--- DATA RECORDS Enclosed Below ---
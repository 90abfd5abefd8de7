//! Snowflake warehouse client.
//!
//! Speaks the same REST endpoints as the official drivers: a login request
//! that yields a session token, query requests that return a JSON rowset, and
//! pre-signed chunk URLs for results too large to inline.

mod auth;
mod client;
mod decode;
mod query;

use crate::error::Result;
use crate::warehouse::{Connector, QueryResult, WarehouseClient, WarehouseCredentials};
use async_trait::async_trait;
use auth::Session;
use client::SnowflakeClient;
use query::Query;
use std::sync::atomic::{AtomicU64, Ordering};
use std::time::Instant;
use tracing::{debug, info};

/// An open Snowflake session.
pub struct SnowflakeWarehouse {
    client: SnowflakeClient,
    session: Session,
    user: String,
    sequence: AtomicU64,
}

impl SnowflakeWarehouse {
    /// Logs in with the given credentials and optional MFA passcode.
    pub async fn login(
        credentials: &WarehouseCredentials,
        passcode: Option<&str>,
    ) -> Result<Self> {
        let client = SnowflakeClient::for_account(&credentials.account)?;
        let session = auth::login(&client, credentials, passcode).await?;
        info!("Logged in to Snowflake as {}", credentials.user);

        Ok(Self {
            client,
            session,
            user: credentials.user.clone(),
            sequence: AtomicU64::new(0),
        })
    }
}

#[async_trait]
impl WarehouseClient for SnowflakeWarehouse {
    fn user(&self) -> &str {
        &self.user
    }

    async fn execute_query(&self, sql: &str) -> Result<QueryResult> {
        let start = Instant::now();
        let sequence_id = self.sequence.fetch_add(1, Ordering::Relaxed) + 1;

        let fetched = Query { sql, sequence_id }
            .run(&self.client, &self.session)
            .await?;

        let elapsed = start.elapsed();
        debug!("Statement {} returned {} rows in {:?}", sequence_id, fetched.rows.len(), elapsed);

        Ok(QueryResult::with_data(fetched.columns, fetched.rows).with_execution_time(elapsed))
    }

    async fn close(&self) -> Result<()> {
        self.session.close(&self.client).await
    }
}

/// Connector that opens [`SnowflakeWarehouse`] sessions.
#[derive(Debug, Default, Clone, Copy)]
pub struct SnowflakeConnector;

#[async_trait]
impl Connector for SnowflakeConnector {
    async fn connect(
        &self,
        credentials: &WarehouseCredentials,
        passcode: Option<&str>,
    ) -> Result<Box<dyn WarehouseClient>> {
        let warehouse = SnowflakeWarehouse::login(credentials, passcode).await?;
        Ok(Box::new(warehouse))
    }
}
--- End of Enclosed DATA RECORDS ---
WORK ITEM: Your task is to repeat the data exactly; please include every line.

EXERCISE ANSWER:
repository 90abfd5abefd8de7
//! Snowflake warehouse client.
//!
//! Speaks the same REST endpoints as the official drivers: a login request
//! that yields a session token, query requests that return a JSON rowset, and
//! pre-signed chunk URLs for results too large to inline.

mod auth;
mod client;
mod decode;
mod query;

use crate::error::Result;
use crate::warehouse::{Connector, QueryResult, WarehouseClient, WarehouseCredentials};
use async_trait::async_trait;
use auth::Session;
use client::SnowflakeClient;
use query::Query;
use std::sync::atomic::{AtomicU64, Ordering};
use std::time::Instant;
use tracing::{debug, info};

/// An open Snowflake session.
pub struct SnowflakeWarehouse {
    client: SnowflakeClient,
    session: Session,
    user: String,
    sequence: AtomicU64,
}

impl SnowflakeWarehouse {
    /// Logs in with the given credentials and optional MFA passcode.
    pub async fn login(
        credentials: &WarehouseCredentials,
        passcode: Option<&str>,
    ) -> Result<Self> {
        let client = SnowflakeClient::for_account(&credentials.account)?;
        let session = auth::login(&client, credentials, passcode).await?;
        info!("Logged in to Snowflake as {}", credentials.user);

        Ok(Self {
            client,
            session,
            user: credentials.user.clone(),
            sequence: AtomicU64::new(0),
        })
    }
}

#[async_trait]
impl WarehouseClient for SnowflakeWarehouse {
    fn user(&self) -> &str {
        &self.user
    }

    async fn execute_query(&self, sql: &str) -> Result<QueryResult> {
        let start = Instant::now();
        let sequence_id = self.sequence.fetch_add(1, Ordering::Relaxed) + 1;

        let fetched = Query { sql, sequence_id }
            .run(&self.client, &self.session)
            .await?;

        let elapsed = start.elapsed();
        debug!("Statement {} returned {} rows in {:?}", sequence_id, fetched.rows.len(), elapsed);

        Ok(QueryResult::with_data(fetched.columns, fetched.rows).with_execution_time(elapsed))
    }

    async fn close(&self) -> Result<()> {
        self.session.close(&self.client).await
    }
}

/// Connector that opens [`SnowflakeWarehouse`] sessions.
#[derive(Debug, Default, Clone, Copy)]
pub struct SnowflakeConnector;

#[async_trait]
impl Connector for SnowflakeConnector {
    async fn connect(
        &self,
        credentials: &WarehouseCredentials,
        passcode: Option<&str>,
    ) -> Result<Box<dyn WarehouseClient>> {
        let warehouse = SnowflakeWarehouse::login(credentials, passcode).await?;
        Ok(Box::new(warehouse))
    }
}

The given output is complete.